The Moon Cake are all out at Asian Grocery store in BC I always love the beautiful preparation and the work of art associated with the product As my in-law are from Hong Kong I do have to purchase from a reputable HK Bakery, this year is no exception look at this beautiful box, 8 beautiful Moon cake
Yam Moon Cake
The Mid-autumn festival is held on the 15th day of the eighth month in the Chinese calendar, which is in September or early October in the Gregorian calendar. In 2012 it takes place in September 30th
Most mooncakes consist of a thin, tender skin enveloping a sweet, dense filling, and may contain one or more whole salted egg yolks in their center to symbolize the full moon. Very rarely, mooncakes are also served steamed or fried.
Traditional mooncakes have an imprint on top consisting of the Chinese characters for "longevity" or "harmony", as well as the name of the bakery and the filling inside. Imprints of the moon, the Chang'e woman on the moon, flowers, vines, or a rabbit (symbol of the moon) may surround the characters for additional decoration.

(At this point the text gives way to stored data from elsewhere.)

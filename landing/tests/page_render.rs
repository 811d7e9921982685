use astra_landing::clock::current_year;
use astra_landing::config::PageConfig;
use astra_landing::content::{BRANDS, CASES, NAV_LINKS, SERVICES};
use astra_landing::render_document;
use pretty_assertions::assert_eq;

fn page(config: &PageConfig) -> String {
    render_document(config, None)
}

fn default_page() -> String {
    page(&PageConfig::embedded())
}

/// The opening tag of the first element carrying `class`, attributes in any order.
fn opening_tag<'a>(html: &'a str, class: &str) -> &'a str {
    let at = position(html, &format!("class=\"{class}\""));
    let start = html[..at].rfind('<').unwrap_or(0);
    let end = at + html[at..].find('>').expect("unterminated tag");
    &html[start..=end]
}

fn attribute<'a>(tag: &'a str, name: &str) -> Option<&'a str> {
    let prefix = format!(" {name}=\"");
    let value = &tag[tag.find(&prefix)? + prefix.len()..];
    Some(&value[..value.find('"')?])
}

fn position(html: &str, needle: &str) -> usize {
    html.find(needle)
        .unwrap_or_else(|| panic!("`{needle}` missing from rendered page"))
}

#[test]
fn sections_render_once_in_page_order() {
    let html = default_page();
    let order = ["nav", "hero", "services", "cases", "cta", "footer"];

    let positions: Vec<usize> = order
        .iter()
        .map(|name| {
            let marker = format!("data-section=\"{name}\"");
            assert_eq!(html.matches(&marker).count(), 1, "{marker}");
            position(&html, &marker)
        })
        .collect();

    let mut sorted = positions.clone();
    sorted.sort_unstable();
    assert_eq!(positions, sorted);
}

#[test]
fn every_service_gets_a_card() {
    let html = default_page();
    assert_eq!(html.matches("data-card=\"service\"").count(), SERVICES.len());

    let mut last = 0;
    for service in &SERVICES {
        let at = position(&html, service.title);
        assert!(at > last, "{} out of order", service.title);
        assert!(html.contains(service.description));
        last = at;
    }
}

#[test]
fn every_case_gets_a_card() {
    let html = default_page();
    assert_eq!(html.matches("data-card=\"case\"").count(), CASES.len());

    for case in &CASES {
        assert!(html.contains(case.tag), "{}", case.tag);
        assert!(html.contains(case.title), "{}", case.title);
        assert!(html.contains(case.accent.class()));
    }
}

#[test]
fn marquee_lists_each_brand_twice_in_order() {
    let html = default_page();

    let mut track = Vec::new();
    let mut rest = html.as_str();
    while let Some(start) = rest.find("data-brand=\"") {
        let value = &rest[start + "data-brand=\"".len()..];
        let end = value.find('"').unwrap_or(value.len());
        track.push(&value[..end]);
        rest = &value[end..];
    }

    let expected: Vec<&str> = BRANDS.iter().chain(BRANDS.iter()).copied().collect();
    assert_eq!(track, expected);
}

#[test]
fn footer_shows_the_current_year() {
    let html = default_page();
    let year = current_year();
    assert!(html.contains(&format!("data-year=\"{year}\"")));
    assert!(html.contains(&format!("© {year} All rights reserved.")));
}

#[test]
fn footer_year_can_be_pinned() {
    let html = render_document(&PageConfig::embedded(), Some(2031));
    assert!(html.contains("data-year=\"2031\""));
    assert!(html.contains("© 2031 All rights reserved."));
}

#[test]
fn nav_links_point_at_rendered_sections() {
    let html = default_page();
    for anchor in NAV_LINKS {
        assert!(
            html.contains(&format!("href=\"{}\"", anchor.href())),
            "nav link {}",
            anchor.label()
        );
        assert_eq!(
            html.matches(&format!("id=\"{}\"", anchor.id())).count(),
            1,
            "target of {}",
            anchor.label()
        );
    }
}

#[test]
fn entrance_groups_start_hidden() {
    let html = default_page();
    // hero, services, cases and cta are each one group
    assert_eq!(html.matches(" revealed\"").count(), 0);
    assert!(html.contains("motion-fade-up"));
    assert!(html.contains("motion-scale-in"));
    assert!(html.contains("transition-delay: 0.20s"));
}

#[test]
fn disabled_motion_renders_groups_revealed() {
    let mut config = PageConfig::embedded();
    config.motion.enabled = false;

    let html = page(&config);
    assert_eq!(html.matches(" revealed\"").count(), 4);
}

#[test]
fn scene_waits_for_the_browser() {
    let html = default_page();
    let scene = opening_tag(&html, "hero-scene");
    assert_eq!(attribute(scene, "data-scene-state"), Some("pending"));
    assert!(html.contains("scene-fallback"));
}

#[test]
fn disabled_scene_keeps_only_the_backdrop() {
    let mut config = PageConfig::embedded();
    config.scene.enabled = false;

    let html = page(&config);
    let scene = opening_tag(&html, "hero-scene");
    assert_eq!(attribute(scene, "data-scene-state"), Some("disabled"));
    assert!(html.contains("hero-title"));
    assert!(html.contains("scene-fallback"));
}

#[test]
fn stylesheet_is_inlined_once() {
    let html = default_page();
    assert_eq!(html.matches("@keyframes marquee").count(), 1);
    assert!(html.contains("cubic-bezier(0.22, 1, 0.36, 1)"));
}
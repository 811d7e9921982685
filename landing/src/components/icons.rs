//! Inline SVG icons.
//!
//! Outline glyphs on a 24x24 grid in the Lucide style, drawn with
//! `currentColor` strokes so they pick up the surrounding text colour.

use leptos::prelude::*;

/// Every glyph the page uses.
#[derive(Debug, Clone, Copy, PartialEq, Eq, Hash)]
pub enum Glyph {
    ArrowRight,
    Flame,
    Gem,
    Globe,
    Menu,
    Play,
    Radar,
    Rocket,
    Sparkles,
}

impl Glyph {
    /// SVG path data, one entry per `<path>`.
    pub const fn paths(self) -> &'static [&'static str] {
        match self {
            Glyph::ArrowRight => &["M5 12h14", "m12 5 7 7-7 7"],
            Glyph::Flame => &[
                "M8.5 14.5A2.5 2.5 0 0 0 11 12c0-1.38-.5-2-1-3-1.072-2.143-.224-4.054 2-6 .5 2.5 2 4.9 4 6.5 2 1.6 3 3.5 3 5.5a7 7 0 1 1-14 0c0-1.153.433-2.294 1-3a2.5 2.5 0 0 0 2.5 2.5z",
            ],
            Glyph::Gem => &["M6 3h12l4 6-10 13L2 9Z", "M11 3 8 9l4 13 4-13-3-6", "M2 9h20"],
            Glyph::Globe => &[
                "M12 2a10 10 0 1 0 0 20a10 10 0 1 0 0-20z",
                "M12 2a14.5 14.5 0 0 0 0 20 14.5 14.5 0 0 0 0-20",
                "M2 12h20",
            ],
            Glyph::Menu => &["M4 6h16", "M4 12h16", "M4 18h16"],
            Glyph::Play => &["M6 3 20 12 6 21Z"],
            Glyph::Radar => &[
                "M19.07 4.93A10 10 0 0 0 6.99 3.34",
                "M4 6h.01",
                "M2.29 9.62A10 10 0 1 0 21.31 8.35",
                "M16.24 7.76A6 6 0 1 0 8.23 16.67",
                "M12 18h.01",
                "M17.99 11.66A6 6 0 0 1 15.77 16.67",
                "M14 12a2 2 0 1 1-4 0a2 2 0 1 1 4 0",
                "m13.41 10.59 5.66-5.66",
            ],
            Glyph::Rocket => &[
                "M4.5 16.5c-1.5 1.26-2 5-2 5s3.74-.5 5-2c.71-.84.7-2.13-.09-2.91a2.18 2.18 0 0 0-2.91-.09z",
                "m12 15-3-3a22 22 0 0 1 2-3.95A12.88 12.88 0 0 1 22 2c0 2.72-.78 7.5-6 11a22.35 22.35 0 0 1-4 2z",
                "M9 12H4s.55-3.03 2-4c1.62-1.08 5 0 5 0",
                "M12 15v5s3.03-.55 4-2c1.08-1.62 0-5 0-5",
            ],
            Glyph::Sparkles => &[
                "M9.937 15.5A2 2 0 0 0 8.5 14.063l-6.135-1.582a.5.5 0 0 1 0-.962L8.5 9.936A2 2 0 0 0 9.937 8.5l1.582-6.135a.5.5 0 0 1 .963 0L14.063 8.5A2 2 0 0 0 15.5 9.937l6.135 1.581a.5.5 0 0 1 0 .964L15.5 14.063a2 2 0 0 0-1.437 1.437l-1.582 6.135a.5.5 0 0 1-.963 0z",
                "M20 3v4",
                "M22 5h-4",
                "M4 17v2",
                "M5 18H3",
            ],
        }
    }
}

/// Renders a glyph as inline SVG.
///
/// ```rust,ignore
/// view! { <Icon glyph=Glyph::ArrowRight size=16 /> }
/// ```
#[component]
pub fn Icon(
    glyph: Glyph,
    /// Width and height in pixels
    #[prop(default = 20)]
    size: u32,
    /// Additional CSS class names
    #[prop(default = "")]
    class: &'static str,
) -> impl IntoView {
    view! {
        <svg
            xmlns="http://www.w3.org/2000/svg"
            width=size.to_string()
            height=size.to_string()
            viewBox="0 0 24 24"
            fill="none"
            stroke="currentColor"
            stroke-width="2"
            stroke-linecap="round"
            stroke-linejoin="round"
            aria-hidden="true"
            class=format!("icon {class}")
        >
            {glyph.paths().iter().map(|d| view! { <path d=*d></path> }).collect_view()}
        </svg>
    }
}

#[cfg(test)]
mod tests {
    use super::*;

    const ALL: [Glyph; 9] = [
        Glyph::ArrowRight,
        Glyph::Flame,
        Glyph::Gem,
        Glyph::Globe,
        Glyph::Menu,
        Glyph::Play,
        Glyph::Radar,
        Glyph::Rocket,
        Glyph::Sparkles,
    ];

    #[test]
    fn every_glyph_has_path_data() {
        for glyph in ALL {
            let paths = glyph.paths();
            assert!(!paths.is_empty(), "{glyph:?} has no paths");
            for d in paths {
                assert!(
                    d.starts_with('M') || d.starts_with('m'),
                    "{glyph:?} path must start with a move: {d}"
                );
            }
        }
    }
}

Mooncakes are considered a delicacy as production is labor-intensive and few people make them at home. Hence, most prefer to buy them from commercial outlets, which may range from smaller individual bakery shops to high-end restaurants. The price of mooncakes usually ranges from US$10 to US$50 for a box of four, although cheaper and more expensive mooncakes can also be found.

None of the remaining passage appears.